He then goes on to list a few examples of bad habits (and the guitar playing problems that result from them) that he has helped many of his students solve. One of his bad habits is CAGED:
  1. Using terribly crippling approaches to visualizing the guitar fretboard, such as the CAGED method - the worst possible system for learning scales and chords on guitar. All the problems caused by CAGED are too numerous to list here, but in virtually all cases this system puts severe limitations on your ability to improvise and be creative when soloing. It’s extremely frustrating for students (and for me as their teacher) to have to spend so much time undoing these very preventable foundational problems, but once it is done, my students always THANK me for helping them become vastly better musicians.
How is knowing different voicings "a crippling approach"? And what are the numerous problems that he is talking about?
 

Lephty

Member
Messages
1,604
If someone thinks that CAGED is either: 1. A horrible thing, or 2. The solution to all of their problems, they are attaching too much importance to it. It's a shortcut to finding your way around on the neck of the guitar. That's all.
 

JonR

Member
Messages
15,693
I think you'd need to ask him.

It reminds me of rants against other "methods" or "systems". The problem with CAGED - as with any method - is going to be down to treating it as a shortcut or magic bullet; not going further than the patterns into the notes and sounds.

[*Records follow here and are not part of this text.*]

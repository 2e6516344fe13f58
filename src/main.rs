use clap::{CommandFactory, Parser, Subcommand};
use clap_complete::{generate, Shell};
use colored::Colorize;
use jobtrack::cli::add::AddArgs;
use jobtrack::{Context, ReconcileOptions, Result, Stage, TrackerConfig};
use std::io;
use std::path::PathBuf;

#[derive(Parser)]
#[command(name = "jobtrack")]
#[command(version = env!("CARGO_PKG_VERSION"))]
#[command(about = "Job application pipeline tracker", long_about = None)]
#[command(propagate_version = true)]
struct Cli {
    /// Project root holding the ledger, dashboard and stage directories
    #[arg(long, global = true)]
    root: Option<PathBuf>,

    /// Increase diagnostic output (-v info, -vv debug)
    #[arg(short, long, global = true, action = clap::ArgAction::Count)]
    verbose: u8,

    #[command(subcommand)]
    command: Commands,
}

#[derive(Subcommand)]
enum Commands {
    /// Create stage directories, ledger, config and dashboard
    Init,

    /// Register an application in the ledger
    Add(AddArgs),

    /// List tracked applications
    List {
        /// Only show one stage
        #[arg(short, long)]
        stage: Option<Stage>,
    },

    /// Show counts by company and stage
    Stats,

    /// Move an application to another stage (drafted, ready, applied, skipped)
    Mark {
        /// Artifact file name, path or label
        artifact: String,

        /// Target stage
        stage: Stage,
    },

    /// Compare the ledger with the stage directories
    Reconcile {
        /// Move misplaced files and rewrite drifted paths
        #[arg(long)]
        fix: bool,

        /// Add ledger rows for untracked files
        #[arg(long)]
        adopt: bool,

        /// Output in JSON format
        #[arg(short, long)]
        json: bool,
    },

    /// Copy the ledger into the dashboard page
    #[command(name = "sync-dashboard")]
    SyncDashboard,

    /// Rewrite the ledger with the current header layout
    Migrate,

    /// Run the local HTTP server used by the dashboard
    Serve {
        /// Port to listen on (default from jobtrack.toml)
        #[arg(short, long)]
        port: Option<u16>,
    },

    /// Generate shell completions
    Completions {
        /// Shell type (bash, zsh, fish, powershell)
        #[arg(value_enum)]
        shell: Shell,
    },
}

fn main() {
    let cli = Cli::parse();

    let default_level = match cli.command {
        Commands::Serve { .. } if cli.verbose == 0 => "info",
        _ => jobtrack::logging::level_for_verbosity(cli.verbose),
    };
    jobtrack::logging::init(default_level);

    let runtime = match tokio::runtime::Builder::new_multi_thread()
        .enable_all()
        .build()
    {
        Ok(runtime) => runtime,
        Err(e) => {
            eprintln!("{}", format!("Error: failed to start runtime: {}", e).red());
            std::process::exit(1);
        }
    };

    if let Err(e) = runtime.block_on(run_async(cli)) {
        eprintln!("{}", format!("Error: {:#}", e).red());
        std::process::exit(1);
    }
}

async fn run_async(cli: Cli) -> Result<()> {
    if let Commands::Completions { shell } = cli.command {
        generate(shell, &mut Cli::command(), "jobtrack", &mut io::stdout());
        return Ok(());
    }

    let root = match cli.root {
        Some(root) => root,
        None => std::env::current_dir()?,
    };
    let config = TrackerConfig::load(&root)
        .with_context(|| format!("Failed to load configuration from {}", root.display()))?;

    match cli.command {
        Commands::Init => {
            println!("{}", "🚀 Initializing job tracker...".cyan());
            jobtrack::cli::init::run(&config)?;
        }

        Commands::Add(args) => jobtrack::cli::add::run(&config, args)?,

        Commands::List { stage } => jobtrack::cli::list::run(&config, stage)?,

        Commands::Stats => jobtrack::cli::list::run_stats(&config)?,

        Commands::Mark { artifact, stage } => {
            println!("{}", format!("📦 Marking {} as {}", artifact, stage).cyan());
            jobtrack::cli::mark::run(&config, &artifact, stage)?;
        }

        Commands::Reconcile { fix, adopt, json } => {
            jobtrack::cli::reconcile::run(&config, ReconcileOptions { fix, adopt }, json)?;
        }

        Commands::SyncDashboard => jobtrack::cli::dashboard::run(&config)?,

        Commands::Migrate => jobtrack::cli::migrate::run(&config)?,

        Commands::Serve { port } => jobtrack::cli::server::run(config, port).await?,

        Commands::Completions { .. } => {}
    }

    Ok(())
}
use crate::config::{TrackerConfig, CONFIG_FILE};
use crate::dashboard::DashboardMirror;
use crate::ledger::{Ledger, LedgerStore};
use crate::models::Stage;
use crate::Result;
use colored::Colorize;
use std::fs;

const DASHBOARD_TEMPLATE: &str = include_str!("../../templates/dashboard.html");

/// Create stage directories, an empty ledger, the config file and a starter
/// dashboard. Existing files are left alone.
pub fn run(config: &TrackerConfig) -> Result<()> {
    println!("{}", "📁 Stage directories".cyan());
    for stage in Stage::ALL {
        let dir = config.stage_dir(stage);
        if dir.is_dir() {
            println!("   • {} {}", config.stage_dir_relative(stage), "(exists)".bright_black());
        } else {
            fs::create_dir_all(&dir)?;
            println!("   ✓ {}", config.stage_dir_relative(stage));
        }
    }

    println!("{}", "📄 Project files".cyan());
    let store = LedgerStore::new(config);
    if store.exists() {
        println!("   • {} {}", config.ledger, "(exists)".bright_black());
    } else {
        store.save(&Ledger::empty())?;
        println!("   ✓ {}", config.ledger);
    }

    if config.root.join(CONFIG_FILE).exists() {
        println!("   • {} {}", CONFIG_FILE, "(exists)".bright_black());
    } else {
        config.save()?;
        println!("   ✓ {}", CONFIG_FILE);
    }

    let dashboard = config.dashboard_path();
    if dashboard.exists() {
        println!("   • {} {}", config.dashboard, "(exists)".bright_black());
    } else {
        fs::write(&dashboard, DASHBOARD_TEMPLATE)?;
        DashboardMirror::new(config).sync()?;
        println!("   ✓ {}", config.dashboard);
    }

    println!();
    println!("{}", "✅ Tracker initialized".green().bold());
    Ok(())
}
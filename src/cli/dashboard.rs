use crate::config::TrackerConfig;
use crate::dashboard::{DashboardMirror, SyncOutcome};
use crate::Result;
use colored::Colorize;

pub fn run(config: &TrackerConfig) -> Result<()> {
    println!("{}", "🔄 Updating dashboard...".cyan());
    match DashboardMirror::new(config).sync()? {
        SyncOutcome::Updated => println!("{}", "✅ Dashboard updated".green()),
        SyncOutcome::Unchanged => println!("{}", "• Dashboard already current".bright_black()),
    }
    Ok(())
}
use crate::config::TrackerConfig;
use crate::dashboard::DashboardMirror;
use crate::engine::{Finding, ReconcileOptions, TransitionEngine};
use crate::Result;
use colored::Colorize;

pub fn run(config: &TrackerConfig, options: ReconcileOptions, json: bool) -> Result<()> {
    let report = TransitionEngine::new(config).reconcile(options)?;

    if json {
        println!("{}", serde_json::to_string_pretty(&report)?);
        return Ok(());
    }

    println!("{}", "🔍 Reconciling ledger with stage directories".cyan());
    println!(
        "   Checked {} rows ({} manual entries skipped)",
        report.checked, report.untracked
    );

    if report.is_clean() {
        println!("{}", "✅ Ledger and files agree".green());
        return Ok(());
    }

    println!();
    for finding in &report.findings {
        println!("   {}", describe(finding));
    }

    println!();
    if options.fix || options.adopt {
        println!(
            "{}",
            format!("✓ Fixed {}, adopted {}", report.fixed, report.adopted).green()
        );
        if report.fixed + report.adopted > 0 {
            if let Err(e) = DashboardMirror::new(config).sync() {
                println!("{}", format!("⚠️  Dashboard not updated: {}", e).yellow());
            }
        }
    } else {
        println!(
            "{}",
            "Run with --fix to move files and rewrite paths, --adopt to track orphans".bright_black()
        );
    }
    Ok(())
}

fn describe(finding: &Finding) -> String {
    match finding {
        Finding::PathDrift {
            identity,
            recorded,
            expected,
        } => format!(
            "{} {}: path {} should be {}",
            "drift".yellow(),
            identity,
            recorded,
            expected
        ),
        Finding::Misplaced {
            identity,
            stage,
            found_in,
        } => format!(
            "{} {}: ledger says {}, file is in {}",
            "misplaced".yellow(),
            identity,
            stage,
            found_in
        ),
        Finding::Missing { identity, stage } => format!(
            "{} {}: no file in any stage directory (ledger: {})",
            "missing".red(),
            identity,
            stage
        ),
        Finding::Duplicate { identity, count } => format!(
            "{} {}: {} ledger rows, fix by hand",
            "duplicate".red(),
            identity,
            count
        ),
        Finding::Orphan { identity, stage } => format!(
            "{} {}: file in {} has no ledger row",
            "orphan".cyan(),
            identity,
            stage
        ),
    }
}
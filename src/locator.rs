//! Artifact Locator
//!
//! Maps artifact identities to files inside stage directories and relocates
//! them. Paths read back from the ledger may carry `../` prefixes or Windows
//! separators, so everything here works on base names.

use crate::config::TrackerConfig;
use crate::error::TrackResult;
use crate::models::Stage;
use std::fs;
use std::io::ErrorKind;
use std::path::{Path, PathBuf};

/// Result of a relocation attempt
#[derive(Debug, Clone, Copy, PartialEq, Eq)]
pub enum MoveOutcome {
    /// The file now lives in the destination directory
    Moved,
    /// No file at the source location; nothing was touched
    NotFound,
}

/// Normalize a human label into an identity: lowercase, whitespace and `_`
/// become `-`, anything outside `[a-z0-9.-]` is dropped
pub fn normalize_label(label: &str) -> String {
    label
        .trim()
        .to_lowercase()
        .chars()
        .map(|c| if c.is_whitespace() || c == '_' { '-' } else { c })
        .filter(|c| c.is_ascii_alphanumeric() || *c == '-' || *c == '.')
        .collect()
}

/// Last path segment, splitting on both `/` and `\`
pub fn file_basename(path: &str) -> &str {
    path.trim()
        .rsplit(['/', '\\'])
        .next()
        .unwrap_or("")
}

/// Strip a trailing `.ext` when it looks like a file extension (letters only)
fn strip_extension(name: &str) -> &str {
    match name.rsplit_once('.') {
        Some((stem, ext))
            if !stem.is_empty()
                && (1..=5).contains(&ext.len())
                && ext.chars().all(|c| c.is_ascii_alphabetic()) =>
        {
            stem
        }
        _ => name,
    }
}

/// Identity encoded in a stored path: base name without extension and prefix
pub fn identity_from_path(path: &str, prefix: &str) -> Option<String> {
    let stem = strip_extension(file_basename(path));
    let identity = stem.strip_prefix(prefix).unwrap_or(stem);
    if identity.is_empty() {
        None
    } else {
        Some(identity.to_string())
    }
}

/// Resolves and relocates artifact files under the configured stage directories
pub struct ArtifactLocator<'a> {
    config: &'a TrackerConfig,
}

impl<'a> ArtifactLocator<'a> {
    pub fn new(config: &'a TrackerConfig) -> Self {
        Self { config }
    }

    /// Turn a caller-supplied reference into an identity. File names and paths
    /// are decoded as stored; bare labels are normalized.
    pub fn identity_for_reference(&self, reference: &str) -> Option<String> {
        let reference = reference.trim();
        let looks_like_file = reference.contains(['/', '\\'])
            || reference.starts_with(self.config.file_prefix.as_str())
            || strip_extension(reference) != reference;

        let identity = if looks_like_file {
            identity_from_path(reference, &self.config.file_prefix)?
        } else {
            normalize_label(reference)
        };

        if identity.is_empty() {
            None
        } else {
            Some(identity)
        }
    }

    /// File name of an artifact while it sits in `stage`
    pub fn file_name(&self, identity: &str, stage: Stage) -> String {
        format!(
            "{}{}.{}",
            self.config.file_prefix,
            identity,
            self.config.extension(stage)
        )
    }

    /// Absolute location of an artifact in a stage; same inputs, same path
    pub fn resolve(&self, identity: &str, stage: Stage) -> PathBuf {
        self.config.stage_dir(stage).join(self.file_name(identity, stage))
    }

    /// Ledger form of [`resolve`](Self::resolve): relative to the root, forward slashes
    pub fn relative_path(&self, identity: &str, stage: Stage) -> String {
        format!(
            "{}/{}",
            self.config.stage_dir_relative(stage),
            self.file_name(identity, stage)
        )
    }

    /// Stage directory currently holding the artifact, if any
    pub fn locate(&self, identity: &str) -> Option<Stage> {
        Stage::ALL
            .into_iter()
            .find(|stage| self.resolve(identity, *stage).is_file())
    }

    /// Another stage directory holding the artifact in the file kind `stage`
    /// expects; a draft never stands in for a final document
    pub fn locate_like(&self, identity: &str, stage: Stage) -> Option<Stage> {
        let extension = self.config.extension(stage);
        Stage::ALL
            .into_iter()
            .filter(|other| *other != stage && self.config.extension(*other) == extension)
            .find(|other| self.resolve(identity, *other).is_file())
    }

    /// Relocate an artifact between stage directories. A missing source is
    /// reported as [`MoveOutcome::NotFound`], not as an error.
    pub fn move_artifact(&self, identity: &str, from: Stage, to: Stage) -> TrackResult<MoveOutcome> {
        let src = self.resolve(identity, from);
        if from == to {
            return Ok(if src.is_file() {
                MoveOutcome::Moved
            } else {
                MoveOutcome::NotFound
            });
        }
        self.move_path(&src, identity, to)
    }

    /// Relocate an arbitrary file into the canonical location for `to`
    pub fn move_path(&self, src: &Path, identity: &str, to: Stage) -> TrackResult<MoveOutcome> {
        if !src.is_file() {
            tracing::debug!(path = %src.display(), "source file absent");
            return Ok(MoveOutcome::NotFound);
        }
        let extension = self.config.extension(to);
        if !src
            .extension()
            .map_or(false, |ext| ext.eq_ignore_ascii_case(extension))
        {
            tracing::debug!(path = %src.display(), stage = %to, "not a {} file, left in place", extension);
            return Ok(MoveOutcome::NotFound);
        }

        let dst = self.resolve(identity, to);
        if src == dst {
            return Ok(MoveOutcome::Moved);
        }
        if let Some(parent) = dst.parent() {
            fs::create_dir_all(parent)?;
        }
        if dst.exists() {
            tracing::warn!(path = %dst.display(), "destination already exists, replacing it");
        }

        match fs::rename(src, &dst) {
            Ok(()) => {
                tracing::debug!(from = %src.display(), to = %dst.display(), "moved artifact");
                Ok(MoveOutcome::Moved)
            }
            Err(e) if e.kind() == ErrorKind::NotFound && !src.exists() => {
                Ok(MoveOutcome::NotFound)
            }
            Err(e) => Err(e.into()),
        }
    }

    /// Artifact files of the stage's kind present in its directory, as
    /// `(identity, path)` pairs
    pub fn stage_files(&self, stage: Stage) -> Vec<(String, PathBuf)> {
        let dir = self.config.stage_dir(stage);
        let extension = self.config.extension(stage);

        let mut files: Vec<(String, PathBuf)> = walkdir::WalkDir::new(&dir)
            .min_depth(1)
            .max_depth(1)
            .into_iter()
            .filter_map(|e| e.ok())
            .filter(|e| e.file_type().is_file())
            .filter(|e| {
                e.path()
                    .extension()
                    .map_or(false, |ext| ext.eq_ignore_ascii_case(extension))
            })
            .filter_map(|e| {
                let name = e.file_name().to_string_lossy().to_string();
                identity_from_path(&name, &self.config.file_prefix)
                    .map(|identity| (identity, e.into_path()))
            })
            .collect();

        files.sort();
        files
    }
}
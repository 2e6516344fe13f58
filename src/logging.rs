//! Diagnostic logging setup
//!
//! Human-facing output goes through `colored` println in the CLI; structured
//! diagnostics go through `tracing` to stderr.

use tracing_subscriber::EnvFilter;

/// Environment variable checked before `RUST_LOG`
pub const LOG_ENV: &str = "JOBTRACK_LOG";

/// Install the global subscriber. Safe to call more than once; later calls
/// are ignored.
pub fn init(default_level: &str) {
    let _ = tracing_subscriber::fmt()
        .with_env_filter(filter(default_level))
        .with_writer(std::io::stderr)
        .with_target(false)
        .try_init();
}

fn filter(default_level: &str) -> EnvFilter {
    EnvFilter::try_from_env(LOG_ENV)
        .or_else(|_| EnvFilter::try_from_default_env())
        .or_else(|_| EnvFilter::try_new(default_level))
        .unwrap_or_else(|_| EnvFilter::new("warn"))
}

/// Default level for a CLI invocation given the `-v` count
pub fn level_for_verbosity(verbose: u8) -> &'static str {
    match verbose {
        0 => "warn",
        1 => "info",
        2 => "debug",
        _ => "trace",
    }
}
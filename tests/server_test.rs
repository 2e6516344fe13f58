//! Integration tests for the request surface
//!
//! Tests verify:
//! - `POST /api/transition` commits, moves and syncs
//! - Malformed requests are rejected before any mutation
//! - Unknown artifacts map to 404 with the ledger untouched
//! - Rows with an unrecognized status map to 409 and stay listed verbatim
//! - A dashboard failure is reported without rolling back
//! - Read-only routes

use axum::body::{to_bytes, Body};
use axum::http::{Request, StatusCode};
use jobtrack::server::{router, AppState};
use jobtrack::{LedgerStore, Stage, TrackerConfig};
use serde_json::Value;
use std::fs;
use tempfile::TempDir;
use tower::ServiceExt;

const LEDGER: &str = "Date,Time,Company,Position,HTML_Path,PDF_Path,Status,Notes\n\
2025-02-01,09:00:00,Acme,Swe,,Resume/To_Apply/resume_acme-swe.pdf,Ready,\n";
const PAGE: &str = "<script>const csvText = ``;</script>";

fn setup() -> (TempDir, TrackerConfig) {
    let temp = TempDir::new().unwrap();
    let config = TrackerConfig::with_root(temp.path());
    fs::write(config.ledger_path(), LEDGER).unwrap();
    fs::write(config.dashboard_path(), PAGE).unwrap();
    let doc = temp.path().join("Resume/To_Apply/resume_acme-swe.pdf");
    fs::create_dir_all(doc.parent().unwrap()).unwrap();
    fs::write(doc, b"%PDF").unwrap();
    (temp, config)
}

async fn post(config: &TrackerConfig, body: &str) -> (StatusCode, Value) {
    let app = router(AppState::new(config.clone()));
    let response = app
        .oneshot(
            Request::builder()
                .method("POST")
                .uri("/api/transition")
                .header("content-type", "application/json")
                .body(Body::from(body.to_string()))
                .unwrap(),
        )
        .await
        .unwrap();
    let status = response.status();
    let bytes = to_bytes(response.into_body(), usize::MAX).await.unwrap();
    let json = serde_json::from_slice(&bytes).unwrap_or(Value::Null);
    (status, json)
}

async fn get(config: &TrackerConfig, uri: &str) -> (StatusCode, Vec<u8>) {
    let app = router(AppState::new(config.clone()));
    let response = app
        .oneshot(Request::builder().uri(uri).body(Body::empty()).unwrap())
        .await
        .unwrap();
    let status = response.status();
    let bytes = to_bytes(response.into_body(), usize::MAX).await.unwrap();
    (status, bytes.to_vec())
}

#[tokio::test]
async fn test_transition_success() {
    let (temp, config) = setup();
    let (status, body) = post(
        &config,
        r#"{"action": "mark_applied", "file": "resume_acme-swe.pdf"}"#,
    )
    .await;

    assert_eq!(status, StatusCode::OK);
    assert_eq!(body["success"], true);
    assert_eq!(body["identity"], "acme-swe");
    assert_eq!(body["stage"], "applied");
    assert_eq!(body["file"], "moved");
    assert_eq!(body["dashboard"], "updated");
    assert!(body.get("warning").is_none());

    assert!(temp.path().join("Resume/Applied/resume_acme-swe.pdf").is_file());
    let page = fs::read_to_string(config.dashboard_path()).unwrap();
    assert!(page.contains("resume_acme-swe.pdf,Applied"));
}

#[tokio::test]
async fn test_malformed_requests_are_rejected() {
    let (_temp, config) = setup();

    let (status, body) = post(&config, r#"{"action": "applied"}"#).await;
    assert_eq!(status, StatusCode::BAD_REQUEST);
    assert_eq!(body["success"], false);

    let (status, body) = post(&config, r#"{"action": "archive", "file": "acme-swe"}"#).await;
    assert_eq!(status, StatusCode::BAD_REQUEST);
    assert!(body["error"].as_str().unwrap().contains("archive"));

    let (status, _) = post(&config, "not json").await;
    assert!(status.is_client_error());

    assert_eq!(fs::read_to_string(config.ledger_path()).unwrap(), LEDGER);
    assert_eq!(fs::read_to_string(config.dashboard_path()).unwrap(), PAGE);
}

#[tokio::test]
async fn test_unknown_artifact_is_not_found() {
    let (_temp, config) = setup();
    let (status, body) = post(
        &config,
        r#"{"action": "skipped", "file": "resume_nonexistent.pdf"}"#,
    )
    .await;

    assert_eq!(status, StatusCode::NOT_FOUND);
    assert_eq!(body["success"], false);
    assert_eq!(fs::read_to_string(config.ledger_path()).unwrap(), LEDGER);
}

#[tokio::test]
async fn test_unrecognized_status_is_conflict() {
    let (_temp, config) = setup();
    let ledger = "Date,Time,Company,Position,HTML_Path,PDF_Path,Status,Notes\n\
2025-02-01,09:00:00,Acme,Swe,,Resume/To_Apply/resume_acme-swe.pdf,Interview,\n";
    fs::write(config.ledger_path(), ledger).unwrap();

    let (status, body) = post(&config, r#"{"action": "applied", "file": "acme-swe"}"#).await;
    assert_eq!(status, StatusCode::CONFLICT);
    assert!(body["error"].as_str().unwrap().contains("Interview"));
    assert_eq!(fs::read_to_string(config.ledger_path()).unwrap(), ledger);

    let (status, body) = get(&config, "/api/applications").await;
    assert_eq!(status, StatusCode::OK);
    let rows: Value = serde_json::from_slice(&body).unwrap();
    assert_eq!(rows[0]["stage"], Value::Null);
    assert_eq!(rows[0]["status"], "Interview");
}

#[tokio::test]
async fn test_dashboard_failure_keeps_transition() {
    let (_temp, config) = setup();
    fs::write(config.dashboard_path(), "<html>no embedded data</html>").unwrap();

    let (status, body) = post(&config, r#"{"action": "Applied", "file": "acme-swe"}"#).await;
    assert_eq!(status, StatusCode::OK);
    assert_eq!(body["dashboard"], "failed");
    assert!(body["warning"].as_str().is_some());

    let ledger = LedgerStore::new(&config).load().unwrap();
    assert_eq!(ledger.rows()[0].stage, Stage::Applied);
}

#[tokio::test]
async fn test_read_only_routes() {
    let (_temp, config) = setup();

    let (status, body) = get(&config, "/health").await;
    assert_eq!(status, StatusCode::OK);
    assert_eq!(body, b"OK");

    let (status, body) = get(&config, "/api/applications").await;
    assert_eq!(status, StatusCode::OK);
    let rows: Value = serde_json::from_slice(&body).unwrap();
    assert_eq!(rows[0]["company"], "Acme");
    assert_eq!(rows[0]["stage"], "ready");

    let (status, body) = get(&config, "/").await;
    assert_eq!(status, StatusCode::OK);
    assert_eq!(body, PAGE.as_bytes());
}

The fact is, CAGED is simply a way of describing how the guitar fretboard is organised, in EADGBE tuning, based on the open major chord shapes. If one learns those 5 shapes to begin with (and we all do ;)), and then we venture up the neck, mapping out other chords, we soon start recognising those same 5 shapes everywhere.

IOW, they're there anyway. The fretboard IS a visual grid, there ARE 5 distinctive shapes for major chords. The question is, what do we do with that observation?
What we shouldn't do (of course) is attach any meaning to it. It's an accident of the guitar tuning; it has no musical meaning. But we can certainly build on it, and use it to quickly find chord shapes and scales.

Nobody should be using it as a way of avoiding further knowledge (avoiding learning the notes, etc). I can only think that's what he's talking about.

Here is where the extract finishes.